— The data —
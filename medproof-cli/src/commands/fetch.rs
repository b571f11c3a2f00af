//! Fetch command implementation.

use std::path::PathBuf;

use anyhow::{Context, Result};
use colored::Colorize;
use medproof_core::validation::sanitize_file_name;
use medproof_core::{FetchSource, RecordId, Role, ServiceConfig};
use tracing::info;

use crate::exit_codes::IntegrityMismatch;
use crate::utils;

/// Execute the fetch command.
///
/// The bytes are written even when they no longer match the registered
/// fingerprint; the mismatch is then reported through the exit code.
pub async fn execute(id: RecordId, output: Option<PathBuf>, role: Role, quiet: bool) -> Result<()> {
    let config = ServiceConfig::from_env();
    let (service, actor) = utils::connect(&config, role).await?;

    let fetched = service
        .fetch(id, &actor)
        .await
        .with_context(|| format!("Failed to fetch record {id}"))?;

    let output =
        output.unwrap_or_else(|| PathBuf::from(sanitize_file_name(&fetched.record.file_name)));
    utils::write_output(&output, &fetched.bytes)?;
    info!(path = %output.display(), bytes = fetched.bytes.len(), source = fetched.source.label(), "Content saved");

    if !quiet {
        println!();
        println!("   {} {}", "Saved:".dimmed(), output.display());
        match &fetched.source {
            FetchSource::ContentStore => {
                println!("   {} {}", "Source:".dimmed(), "content store")
            }
            FetchSource::LocalArchive { path } => println!(
                "   {} {} ({})",
                "Source:".dimmed(),
                "local archive".yellow(),
                path.display()
            ),
        }
        if fetched.fingerprint_matches {
            println!("   {} {}", "Fingerprint:".dimmed(), "matches registration".green());
        } else {
            println!(
                "   {} {}",
                "Fingerprint:".dimmed(),
                "DOES NOT match registration".red().bold()
            );
        }
    }

    if fetched.fingerprint_matches {
        Ok(())
    } else {
        Err(IntegrityMismatch { record_id: id }.into())
    }
}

— Exercise goal —
Going through the entries above, show each line that contains "dimmed".

— Written reply —
        println!("   {} {}", "Saved:".dimmed(), output.display());
                println!("   {} {}", "Source:".dimmed(), "content store")
                "Source:".dimmed(),
            println!("   {} {}", "Fingerprint:".dimmed(), "matches registration".green());
                "Fingerprint:".dimmed(),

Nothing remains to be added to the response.